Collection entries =
━━━━━━━━

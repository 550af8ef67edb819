//! Serialized render command queue.
//!
//! One actor task owns the [`RenderSurface`] and its [`PrimitiveRegistry`].
//! Everything else (the reconciler, icon tasks) holds a cloneable
//! [`RenderHandle`] and sends commands over an `mpsc` channel, each command
//! carrying a `oneshot` reply. The surface is therefore only ever touched
//! from a single context, and per-feed generation numbers let the actor drop
//! icon results that arrive after their cycle was superseded.

use std::collections::BTreeMap;

use mevo_types::{FeatureCollection, FeedType, Icon};
use tokio::sync::{mpsc, oneshot};
use tokio::task::JoinHandle;
use tracing::{debug, trace};

use crate::error::RenderError;
use crate::registry::{LayerChange, PrimitiveRegistry, SourceChange};
use crate::surface::{IconAnchor, LineLayer, RenderSurface, SymbolLayer};

/// Default command buffer size.
pub const DEFAULT_QUEUE_CAPACITY: usize = 256;

/// A primitive to remove.
#[derive(Debug, Clone, PartialEq, Eq)]
pub enum Primitive {
    /// A layer of either kind.
    Layer(String),
    /// An image (its layers are removed first).
    Image(String),
    /// A geometry source (its layers are removed first).
    Source(String),
}

/// Where a fetched icon should be attached.
#[derive(Debug, Clone, PartialEq, Eq)]
pub struct IconAttachment {
    /// Feed the entity belongs to.
    pub feed: FeedType,
    /// Cycle generation the fetch was dispatched in.
    pub generation: u64,
    /// Entity geometry source.
    pub source_id: String,
    /// Image id to register.
    pub image_id: String,
    /// Symbol layer id to register.
    pub layer_id: String,
    /// Icon anchor.
    pub anchor: IconAnchor,
}

/// What the actor did with an icon result.
#[derive(Debug, Clone, PartialEq, Eq)]
pub enum IconOutcome {
    /// Image and symbol layer are registered.
    Attached,
    /// The fetch failed; any previous image and layer were removed.
    Detached,
    /// The result belonged to a superseded generation and was dropped.
    Stale,
    /// The surface or registry refused the attachment.
    Rejected(RenderError),
}

enum RenderCommand {
    BeginGeneration {
        feed: FeedType,
        generation: u64,
        reply: oneshot::Sender<()>,
    },
    UpsertSource {
        id: String,
        data: FeatureCollection,
        reply: oneshot::Sender<Result<SourceChange, RenderError>>,
    },
    EnsureLineLayer {
        layer: LineLayer,
        reply: oneshot::Sender<Result<LayerChange, RenderError>>,
    },
    AttachIcon {
        attachment: IconAttachment,
        icon: Option<Icon>,
        reply: oneshot::Sender<IconOutcome>,
    },
    Remove {
        primitives: Vec<Primitive>,
        reply: oneshot::Sender<Result<usize, RenderError>>,
    },
    Snapshot {
        reply: oneshot::Sender<PrimitiveRegistry>,
    },
}

/// Spawn the render actor over `surface`.
///
/// The actor runs until every [`RenderHandle`] is dropped, then hands the
/// surface back through the returned join handle.
pub fn spawn_render_queue<S: RenderSurface>(
    surface: S,
    capacity: usize,
) -> (RenderHandle, JoinHandle<S>) {
    let (tx, rx) = mpsc::channel(capacity.max(1));
    let actor = RenderActor {
        surface,
        registry: PrimitiveRegistry::new(),
        generations: BTreeMap::new(),
        rx,
    };
    (RenderHandle { tx }, tokio::spawn(actor.run()))
}

/// Cloneable sender side of the render queue.
#[derive(Debug, Clone)]
pub struct RenderHandle {
    tx: mpsc::Sender<RenderCommand>,
}

impl core::fmt::Debug for RenderCommand {
    fn fmt(&self, f: &mut core::fmt::Formatter<'_>) -> core::fmt::Result {
        let name = match self {
            Self::BeginGeneration { .. } => "BeginGeneration",
            Self::UpsertSource { .. } => "UpsertSource",
            Self::EnsureLineLayer { .. } => "EnsureLineLayer",
            Self::AttachIcon { .. } => "AttachIcon",
            Self::Remove { .. } => "Remove",
            Self::Snapshot { .. } => "Snapshot",
        };
        f.write_str(name)
    }
}

impl RenderHandle {
    async fn request<T>(
        &self,
        build: impl FnOnce(oneshot::Sender<T>) -> RenderCommand,
    ) -> Result<T, RenderError> {
        let (reply, rx) = oneshot::channel();
        self.tx
            .send(build(reply))
            .await
            .map_err(|_send_err| RenderError::QueueClosed)?;
        rx.await.map_err(|_recv_err| RenderError::QueueClosed)
    }

    /// Make `generation` the current generation for `feed`. Icon results
    /// from any other generation are dropped from now on.
    ///
    /// # Errors
    ///
    /// Returns [`RenderError::QueueClosed`] if the actor is gone.
    pub async fn begin_generation(&self, feed: FeedType, generation: u64) -> Result<(), RenderError> {
        self.request(|reply| RenderCommand::BeginGeneration {
            feed,
            generation,
            reply,
        })
        .await
    }

    /// Register or update a geometry source.
    ///
    /// # Errors
    ///
    /// Returns the surface rejection, or [`RenderError::QueueClosed`].
    pub async fn upsert_source(
        &self,
        id: String,
        data: FeatureCollection,
    ) -> Result<SourceChange, RenderError> {
        self.request(|reply| RenderCommand::UpsertSource { id, data, reply })
            .await?
    }

    /// Register a line layer unless an identical one exists.
    ///
    /// # Errors
    ///
    /// Returns [`RenderError::MissingDependency`] if the source is not
    /// registered, the surface rejection, or [`RenderError::QueueClosed`].
    pub async fn ensure_line_layer(&self, layer: LineLayer) -> Result<LayerChange, RenderError> {
        self.request(|reply| RenderCommand::EnsureLineLayer { layer, reply })
            .await?
    }

    /// Deliver an icon fetch result.
    ///
    /// # Errors
    ///
    /// Returns [`RenderError::QueueClosed`] if the actor is gone. Every
    /// other outcome is reported through [`IconOutcome`].
    pub async fn attach_icon(
        &self,
        attachment: IconAttachment,
        icon: Option<Icon>,
    ) -> Result<IconOutcome, RenderError> {
        self.request(|reply| RenderCommand::AttachIcon {
            attachment,
            icon,
            reply,
        })
        .await
    }

    /// Remove primitives in the given order, skipping ids that are not
    /// registered. Returns how many were removed.
    ///
    /// # Errors
    ///
    /// Stops at the first surface rejection, or returns
    /// [`RenderError::QueueClosed`].
    pub async fn remove(&self, primitives: Vec<Primitive>) -> Result<usize, RenderError> {
        self.request(|reply| RenderCommand::Remove { primitives, reply })
            .await?
    }

    /// Copy of the registry as the actor currently sees it.
    ///
    /// # Errors
    ///
    /// Returns [`RenderError::QueueClosed`] if the actor is gone.
    pub async fn snapshot(&self) -> Result<PrimitiveRegistry, RenderError> {
        self.request(|reply| RenderCommand::Snapshot { reply }).await
    }
}

struct RenderActor<S> {
    surface: S,
    registry: PrimitiveRegistry,
    generations: BTreeMap<FeedType, u64>,
    rx: mpsc::Receiver<RenderCommand>,
}

impl<S: RenderSurface> RenderActor<S> {
    async fn run(mut self) -> S {
        while let Some(command) = self.rx.recv().await {
            trace!(command = ?command, "render command");
            self.handle(command);
        }
        debug!("render queue closed");
        self.surface
    }

    // Replies are dropped silently when the requester has gone away.
    fn handle(&mut self, command: RenderCommand) {
        match command {
            RenderCommand::BeginGeneration {
                feed,
                generation,
                reply,
            } => {
                self.generations.insert(feed, generation);
                reply.send(()).ok();
            }
            RenderCommand::UpsertSource { id, data, reply } => {
                let result = self.registry.upsert_source(&mut self.surface, &id, data);
                reply.send(result).ok();
            }
            RenderCommand::EnsureLineLayer { layer, reply } => {
                let result = self.registry.add_line_layer(&mut self.surface, &layer);
                reply.send(result).ok();
            }
            RenderCommand::AttachIcon {
                attachment,
                icon,
                reply,
            } => {
                let outcome = self.attach_icon(&attachment, icon.as_ref());
                reply.send(outcome).ok();
            }
            RenderCommand::Remove { primitives, reply } => {
                let result = self.remove(&primitives);
                reply.send(result).ok();
            }
            RenderCommand::Snapshot { reply } => {
                reply.send(self.registry.clone()).ok();
            }
        }
    }

    fn attach_icon(&mut self, attachment: &IconAttachment, icon: Option<&Icon>) -> IconOutcome {
        if self.generations.get(&attachment.feed) != Some(&attachment.generation) {
            return IconOutcome::Stale;
        }
        let Some(icon) = icon else {
            return match self.remove(&[
                Primitive::Layer(attachment.layer_id.clone()),
                Primitive::Image(attachment.image_id.clone()),
            ]) {
                Ok(_) => IconOutcome::Detached,
                Err(e) => IconOutcome::Rejected(e),
            };
        };
        if !self.registry.has_source(&attachment.source_id) {
            return IconOutcome::Rejected(RenderError::MissingDependency {
                layer_id: attachment.layer_id.clone(),
                dependency: attachment.source_id.clone(),
            });
        }
        let layer = SymbolLayer {
            id: attachment.layer_id.clone(),
            source_id: attachment.source_id.clone(),
            image_id: attachment.image_id.clone(),
            anchor: attachment.anchor,
        };
        let result = self
            .registry
            .replace_image(&mut self.surface, &attachment.image_id, icon)
            .and_then(|()| self.registry.add_symbol_layer(&mut self.surface, &layer));
        match result {
            Ok(_) => IconOutcome::Attached,
            Err(e) => IconOutcome::Rejected(e),
        }
    }

    fn remove(&mut self, primitives: &[Primitive]) -> Result<usize, RenderError> {
        let mut removed = 0_usize;
        for primitive in primitives {
            let was_registered = match primitive {
                Primitive::Layer(id) => self.registry.remove_layer(&mut self.surface, id)?,
                Primitive::Image(id) => self.registry.remove_image(&mut self.surface, id)?,
                Primitive::Source(id) => self.registry.remove_source(&mut self.surface, id)?,
            };
            if was_registered {
                removed = removed.saturating_add(1);
            }
        }
        Ok(removed)
    }
}

#[cfg(test)]
#[allow(clippy::unwrap_used)]
mod tests {
    use mevo_types::{Feature, Geometry};
    use serde_json::Map;

    use super::*;
    use crate::memory::{InMemorySurface, SurfaceOp};

    fn point_source() -> FeatureCollection {
        FeatureCollection::single(Feature::new(
            Geometry::Point {
                coordinates: vec![174.78, -41.29],
            },
            Map::new(),
        ))
    }

    fn attachment(generation: u64) -> IconAttachment {
        IconAttachment {
            feed: FeedType::Vehicle,
            generation,
            source_id: "vehicle_0".to_owned(),
            image_id: "icon_0".to_owned(),
            layer_id: "circle_0".to_owned(),
            anchor: IconAnchor::Bottom,
        }
    }

    fn icon() -> Icon {
        Icon::new(1, 1, vec![255, 255, 255, 255]).unwrap()
    }

    #[tokio::test]
    async fn attaches_icon_for_current_generation() {
        let (handle, actor) = spawn_render_queue(InMemorySurface::new(), 8);
        handle.begin_generation(FeedType::Vehicle, 1).await.unwrap();
        handle
            .upsert_source("vehicle_0".to_owned(), point_source())
            .await
            .unwrap();
        let outcome = handle.attach_icon(attachment(1), Some(icon())).await.unwrap();
        assert_eq!(outcome, IconOutcome::Attached);

        let snapshot = handle.snapshot().await.unwrap();
        assert!(snapshot.has_image("icon_0"));
        assert!(snapshot.has_layer("circle_0"));

        drop(handle);
        let surface = actor.await.unwrap();
        assert_eq!(
            surface.ops(),
            &[
                SurfaceOp::AddSource("vehicle_0".to_owned()),
                SurfaceOp::AddImage("icon_0".to_owned()),
                SurfaceOp::AddSymbolLayer("circle_0".to_owned()),
            ]
        );
    }

    #[tokio::test]
    async fn drops_icon_from_superseded_generation() {
        let (handle, _actor) = spawn_render_queue(InMemorySurface::new(), 8);
        handle.begin_generation(FeedType::Vehicle, 1).await.unwrap();
        handle
            .upsert_source("vehicle_0".to_owned(), point_source())
            .await
            .unwrap();
        handle.begin_generation(FeedType::Vehicle, 2).await.unwrap();

        let outcome = handle.attach_icon(attachment(1), Some(icon())).await.unwrap();
        assert_eq!(outcome, IconOutcome::Stale);
        assert!(handle.snapshot().await.unwrap().images().is_empty());
    }

    #[tokio::test]
    async fn failed_icon_detaches_previous_one() {
        let (handle, _actor) = spawn_render_queue(InMemorySurface::new(), 8);
        handle.begin_generation(FeedType::Vehicle, 1).await.unwrap();
        handle
            .upsert_source("vehicle_0".to_owned(), point_source())
            .await
            .unwrap();
        handle.attach_icon(attachment(1), Some(icon())).await.unwrap();

        handle.begin_generation(FeedType::Vehicle, 2).await.unwrap();
        let outcome = handle.attach_icon(attachment(2), None).await.unwrap();
        assert_eq!(outcome, IconOutcome::Detached);

        let snapshot = handle.snapshot().await.unwrap();
        assert!(snapshot.has_source("vehicle_0"));
        assert!(!snapshot.has_image("icon_0"));
        assert!(!snapshot.has_layer("circle_0"));
    }

    #[tokio::test]
    async fn icon_without_source_is_rejected() {
        let (handle, _actor) = spawn_render_queue(InMemorySurface::new(), 8);
        handle.begin_generation(FeedType::Vehicle, 1).await.unwrap();
        let outcome = handle.attach_icon(attachment(1), Some(icon())).await.unwrap();
        assert!(matches!(
            outcome,
            IconOutcome::Rejected(RenderError::MissingDependency { .. })
        ));
        assert!(handle.snapshot().await.unwrap().images().is_empty());
    }

    #[tokio::test]
    async fn closed_queue_reports_queue_closed() {
        let (handle, actor) = spawn_render_queue(InMemorySurface::new(), 1);
        actor.abort();
        actor.await.ok();
        let err = handle.snapshot().await.err();
        assert_eq!(err, Some(RenderError::QueueClosed));
    }
}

━━━━━━━━

Task description = The word to look for is "data"; copy out every line of the entries that holds it.

Response =
        data: FeatureCollection,
        data: FeatureCollection,
        self.request(|reply| RenderCommand::UpsertSource { id, data, reply })
            RenderCommand::UpsertSource { id, data, reply } => {
                let result = self.registry.upsert_source(&mut self.surface, &id, data);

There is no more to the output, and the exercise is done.